Task
Please repeat the lines below exactly. Begin with the line containing "Get a statement node." and go on through the line containing "ids, returning its range.".

(Saved entries)
>>>

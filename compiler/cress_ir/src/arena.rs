//! Compile-wide node arena.
//!
//! One [`StyleArena`] owns every AST node of a compile unit: the parsed
//! input, every pre-parsed import, and everything expansion produces. Nodes
//! are never individually freed; the whole graph drops with the arena at the
//! end of the compile. Children are referenced by index, so a stored id can
//! outlive any borrow without dangling.
//!
//! # Index Spaces
//!
//! - `exprs` indexed by [`ExprId`]
//! - `stmts` indexed by [`StmtId`]
//! - `blocks` indexed by [`BlockId`]
//! - `expr_lists` flat side table indexed by [`ExprRange`]
//! - `params` indexed by [`ParamRange`]
//! - `args` indexed by [`ArgRange`]

use crate::ast::{Block, CallArg, Expr, ExprKind, Param, Stmt, StmtKind};
use crate::{ArgRange, BlockId, ExprId, ExprRange, ParamRange, Span, StmtId};

/// Convert an arena length to `u32`, panicking with context on overflow.
fn to_u32(value: usize, what: &str) -> u32 {
    match u32::try_from(value) {
        Ok(v) => v,
        Err(_) => panic!("arena overflow: more than u32::MAX {what}"),
    }
}

/// Arena owning all AST nodes of one compile unit.
#[derive(Default)]
pub struct StyleArena {
    exprs: Vec<Expr>,
    stmts: Vec<Stmt>,
    blocks: Vec<Block>,
    expr_lists: Vec<ExprId>,
    params: Vec<Param>,
    args: Vec<CallArg>,
}

impl StyleArena {
    /// Create an empty arena.
    pub fn new() -> Self {
        Self::default()
    }

    /// Allocate an expression node.
    pub fn alloc_expr(&mut self, kind: ExprKind, span: Span) -> ExprId {
        let id = ExprId::new(to_u32(self.exprs.len(), "expressions"));
        self.exprs.push(Expr::new(kind, span));
        id
    }

    /// Get an expression node.
    #[inline]
    pub fn expr(&self, id: ExprId) -> Expr {
        self.exprs[id.index()]
    }

    /// Allocate a statement node.
    pub fn alloc_stmt(&mut self, kind: StmtKind, span: Span) -> StmtId {
        let id = StmtId::new(to_u32(self.stmts.len(), "statements"));
        self.stmts.push(Stmt::new(kind, span));
        id
    }

    /// Get a statement node.
    #[inline]
    pub fn stmt(&self, id: StmtId) -> Stmt {
        self.stmts[id.index()]
    }

    /// Allocate an empty block.
    pub fn alloc_block(&mut self, span: Span, is_root: bool) -> BlockId {
        let id = BlockId::new(to_u32(self.blocks.len(), "blocks"));
        self.blocks.push(Block::new(span, is_root));
        id
    }

    /// Get a block.
    #[inline]
    pub fn block(&self, id: BlockId) -> &Block {
        &self.blocks[id.index()]
    }

    /// Append a statement to a block under construction.
    #[inline]
    pub fn push_to_block(&mut self, block: BlockId, stmt: StmtId) {
        self.blocks[block.index()].push(stmt);
    }

    /// Allocate a list of expression ids, returning its range.
    pub fn alloc_expr_list<I>(&mut self, ids: I) -> ExprRange
    where
        I: IntoIterator<Item = ExprId>,
    {
        let start = to_u32(self.expr_lists.len(), "expression list entries");
        self.expr_lists.extend(ids);
        let len = to_u32(self.expr_lists.len(), "expression list entries") - start;
        ExprRange::new(start, len)
    }

    /// Get the expression ids in a range.
    #[inline]
    pub fn expr_list(&self, range: ExprRange) -> &[ExprId] {
        &self.expr_lists[range.start as usize..range.start as usize + range.len()]
    }

    /// Allocate a formal parameter list, returning its range.
    pub fn alloc_params<I>(&mut self, params: I) -> ParamRange
    where
        I: IntoIterator<Item = Param>,
    {
        let start = to_u32(self.params.len(), "parameters");
        self.params.extend(params);
        let len = to_u32(self.params.len(), "parameters") - start;
        ParamRange::new(start, len)
    }

    /// Get the parameters in a range.
    #[inline]
    pub fn params(&self, range: ParamRange) -> &[Param] {
        &self.params[range.start as usize..range.start as usize + range.len()]
    }

    /// Allocate a call argument list, returning its range.
    pub fn alloc_args<I>(&mut self, args: I) -> ArgRange
    where
        I: IntoIterator<Item = CallArg>,
    {
        let start = to_u32(self.args.len(), "call arguments");
        self.args.extend(args);
        let len = to_u32(self.args.len(), "call arguments") - start;
        ArgRange::new(start, len)
    }

    /// Get the call arguments in a range.
    #[inline]
    pub fn args(&self, range: ArgRange) -> &[CallArg] {
        &self.args[range.start as usize..range.start as usize + range.len()]
    }
}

<<<

Expected output
    /// Get a statement node.
    #[inline]
    pub fn stmt(&self, id: StmtId) -> Stmt {
        self.stmts[id.index()]
    }

    /// Allocate an empty block.
    pub fn alloc_block(&mut self, span: Span, is_root: bool) -> BlockId {
        let id = BlockId::new(to_u32(self.blocks.len(), "blocks"));
        self.blocks.push(Block::new(span, is_root));
        id
    }

    /// Get a block.
    #[inline]
    pub fn block(&self, id: BlockId) -> &Block {
        &self.blocks[id.index()]
    }

    /// Append a statement to a block under construction.
    #[inline]
    pub fn push_to_block(&mut self, block: BlockId, stmt: StmtId) {
        self.blocks[block.index()].push(stmt);
    }

    /// Allocate a list of expression ids, returning its range.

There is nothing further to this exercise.